Show all lines from the data that include the word "Duration".
** Material provided follows **
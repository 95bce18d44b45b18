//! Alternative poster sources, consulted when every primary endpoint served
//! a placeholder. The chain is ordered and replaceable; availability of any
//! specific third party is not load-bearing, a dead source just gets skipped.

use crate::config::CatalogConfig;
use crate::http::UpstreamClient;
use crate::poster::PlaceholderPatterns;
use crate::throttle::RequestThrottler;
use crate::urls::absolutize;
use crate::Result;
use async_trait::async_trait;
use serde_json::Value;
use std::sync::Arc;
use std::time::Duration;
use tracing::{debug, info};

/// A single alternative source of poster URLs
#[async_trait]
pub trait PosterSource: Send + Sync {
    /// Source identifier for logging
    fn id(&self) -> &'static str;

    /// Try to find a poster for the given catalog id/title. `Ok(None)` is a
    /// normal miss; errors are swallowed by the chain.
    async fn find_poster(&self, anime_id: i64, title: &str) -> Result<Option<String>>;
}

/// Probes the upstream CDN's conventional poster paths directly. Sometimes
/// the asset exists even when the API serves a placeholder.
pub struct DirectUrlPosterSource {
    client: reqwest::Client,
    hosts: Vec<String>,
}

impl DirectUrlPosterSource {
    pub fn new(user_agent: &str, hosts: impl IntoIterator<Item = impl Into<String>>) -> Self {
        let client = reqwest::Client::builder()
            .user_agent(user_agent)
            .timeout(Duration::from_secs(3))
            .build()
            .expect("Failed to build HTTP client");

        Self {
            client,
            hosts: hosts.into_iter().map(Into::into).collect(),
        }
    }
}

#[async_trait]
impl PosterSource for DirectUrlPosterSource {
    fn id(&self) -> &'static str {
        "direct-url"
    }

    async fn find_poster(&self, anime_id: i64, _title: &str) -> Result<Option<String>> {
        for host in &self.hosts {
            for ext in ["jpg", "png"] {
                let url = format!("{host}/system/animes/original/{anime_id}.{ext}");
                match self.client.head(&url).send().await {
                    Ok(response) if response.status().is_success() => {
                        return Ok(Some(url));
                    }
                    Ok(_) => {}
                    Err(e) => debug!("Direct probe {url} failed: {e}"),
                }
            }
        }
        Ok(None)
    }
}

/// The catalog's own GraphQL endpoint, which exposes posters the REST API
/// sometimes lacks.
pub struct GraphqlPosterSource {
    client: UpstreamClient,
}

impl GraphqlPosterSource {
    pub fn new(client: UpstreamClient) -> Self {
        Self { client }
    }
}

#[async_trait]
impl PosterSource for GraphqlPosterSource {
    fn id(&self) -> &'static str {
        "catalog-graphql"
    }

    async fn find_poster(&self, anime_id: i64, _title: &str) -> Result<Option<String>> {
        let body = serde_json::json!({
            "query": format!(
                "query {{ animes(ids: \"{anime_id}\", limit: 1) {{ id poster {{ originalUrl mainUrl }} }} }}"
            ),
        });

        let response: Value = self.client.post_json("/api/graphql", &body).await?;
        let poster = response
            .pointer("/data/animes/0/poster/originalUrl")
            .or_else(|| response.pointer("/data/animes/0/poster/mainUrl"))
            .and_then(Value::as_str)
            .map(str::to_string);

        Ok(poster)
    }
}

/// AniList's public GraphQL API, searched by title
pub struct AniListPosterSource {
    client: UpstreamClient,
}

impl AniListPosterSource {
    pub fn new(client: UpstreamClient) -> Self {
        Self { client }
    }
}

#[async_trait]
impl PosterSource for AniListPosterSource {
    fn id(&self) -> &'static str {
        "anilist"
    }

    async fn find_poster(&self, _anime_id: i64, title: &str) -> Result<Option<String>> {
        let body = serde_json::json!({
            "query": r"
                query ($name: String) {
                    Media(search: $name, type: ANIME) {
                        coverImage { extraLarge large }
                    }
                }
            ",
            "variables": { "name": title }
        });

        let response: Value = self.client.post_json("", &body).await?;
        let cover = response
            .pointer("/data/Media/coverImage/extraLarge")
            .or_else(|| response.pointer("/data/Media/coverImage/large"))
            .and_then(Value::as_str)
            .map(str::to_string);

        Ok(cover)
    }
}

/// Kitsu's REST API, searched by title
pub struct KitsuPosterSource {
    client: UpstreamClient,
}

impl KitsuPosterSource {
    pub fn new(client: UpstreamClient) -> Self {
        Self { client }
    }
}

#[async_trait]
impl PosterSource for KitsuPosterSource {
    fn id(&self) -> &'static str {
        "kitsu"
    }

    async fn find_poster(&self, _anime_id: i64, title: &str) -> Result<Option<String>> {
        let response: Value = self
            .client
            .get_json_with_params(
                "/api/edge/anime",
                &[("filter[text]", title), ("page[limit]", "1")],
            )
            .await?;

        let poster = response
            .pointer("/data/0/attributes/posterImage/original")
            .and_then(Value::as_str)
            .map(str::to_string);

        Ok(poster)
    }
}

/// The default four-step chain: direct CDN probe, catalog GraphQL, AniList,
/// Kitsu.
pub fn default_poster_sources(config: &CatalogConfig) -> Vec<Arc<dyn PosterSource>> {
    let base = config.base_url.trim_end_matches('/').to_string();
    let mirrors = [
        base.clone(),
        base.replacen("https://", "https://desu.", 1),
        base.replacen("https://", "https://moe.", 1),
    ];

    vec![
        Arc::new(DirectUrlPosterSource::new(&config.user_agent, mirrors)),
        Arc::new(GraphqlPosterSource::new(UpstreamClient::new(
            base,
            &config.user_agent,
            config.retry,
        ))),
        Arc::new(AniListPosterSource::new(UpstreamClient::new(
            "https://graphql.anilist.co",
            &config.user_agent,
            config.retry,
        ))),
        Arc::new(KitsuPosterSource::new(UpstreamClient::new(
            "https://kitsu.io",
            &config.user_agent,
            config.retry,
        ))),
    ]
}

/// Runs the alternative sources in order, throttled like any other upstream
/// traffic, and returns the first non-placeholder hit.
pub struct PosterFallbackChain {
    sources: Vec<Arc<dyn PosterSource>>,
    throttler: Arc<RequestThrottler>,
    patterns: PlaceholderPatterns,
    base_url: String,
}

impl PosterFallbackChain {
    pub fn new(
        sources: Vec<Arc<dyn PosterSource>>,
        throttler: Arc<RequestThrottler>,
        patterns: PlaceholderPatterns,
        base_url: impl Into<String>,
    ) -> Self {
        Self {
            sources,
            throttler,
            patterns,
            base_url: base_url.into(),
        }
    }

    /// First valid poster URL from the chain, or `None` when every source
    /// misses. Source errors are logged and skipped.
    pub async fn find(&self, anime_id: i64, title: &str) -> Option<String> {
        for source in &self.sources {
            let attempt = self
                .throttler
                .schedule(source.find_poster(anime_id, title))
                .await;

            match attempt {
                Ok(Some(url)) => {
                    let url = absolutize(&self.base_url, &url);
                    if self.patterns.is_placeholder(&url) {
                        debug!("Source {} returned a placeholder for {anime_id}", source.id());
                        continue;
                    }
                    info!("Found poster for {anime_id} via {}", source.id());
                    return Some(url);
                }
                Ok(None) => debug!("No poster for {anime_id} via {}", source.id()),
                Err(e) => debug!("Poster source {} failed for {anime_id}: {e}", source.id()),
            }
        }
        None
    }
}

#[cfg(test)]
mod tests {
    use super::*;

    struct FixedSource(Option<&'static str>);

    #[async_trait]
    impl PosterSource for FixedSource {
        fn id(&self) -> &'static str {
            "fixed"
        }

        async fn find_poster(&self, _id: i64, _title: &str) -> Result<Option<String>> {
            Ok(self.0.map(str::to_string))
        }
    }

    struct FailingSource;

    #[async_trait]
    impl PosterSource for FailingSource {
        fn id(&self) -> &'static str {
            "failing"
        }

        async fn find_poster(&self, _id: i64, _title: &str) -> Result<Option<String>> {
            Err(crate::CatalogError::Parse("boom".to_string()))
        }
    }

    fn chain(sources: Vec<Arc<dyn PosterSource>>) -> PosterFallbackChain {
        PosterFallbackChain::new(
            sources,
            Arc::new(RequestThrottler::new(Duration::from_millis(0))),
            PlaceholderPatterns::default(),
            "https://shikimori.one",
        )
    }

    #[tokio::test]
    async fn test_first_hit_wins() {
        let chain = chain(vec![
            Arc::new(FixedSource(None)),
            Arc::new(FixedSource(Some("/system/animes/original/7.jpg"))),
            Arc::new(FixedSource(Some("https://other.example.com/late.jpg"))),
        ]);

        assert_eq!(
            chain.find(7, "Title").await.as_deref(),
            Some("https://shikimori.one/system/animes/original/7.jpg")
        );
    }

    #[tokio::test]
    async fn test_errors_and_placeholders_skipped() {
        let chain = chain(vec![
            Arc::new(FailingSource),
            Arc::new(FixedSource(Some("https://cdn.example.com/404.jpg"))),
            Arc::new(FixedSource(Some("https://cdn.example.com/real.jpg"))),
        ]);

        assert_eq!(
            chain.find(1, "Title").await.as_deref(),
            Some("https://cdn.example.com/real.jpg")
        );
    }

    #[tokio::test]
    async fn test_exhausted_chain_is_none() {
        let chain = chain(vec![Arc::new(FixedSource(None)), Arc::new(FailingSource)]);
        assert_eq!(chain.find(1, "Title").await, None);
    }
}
** End of Material provided **
• Response below
use std::time::Duration;
            .timeout(Duration::from_secs(3))
            Arc::new(RequestThrottler::new(Duration::from_millis(0))),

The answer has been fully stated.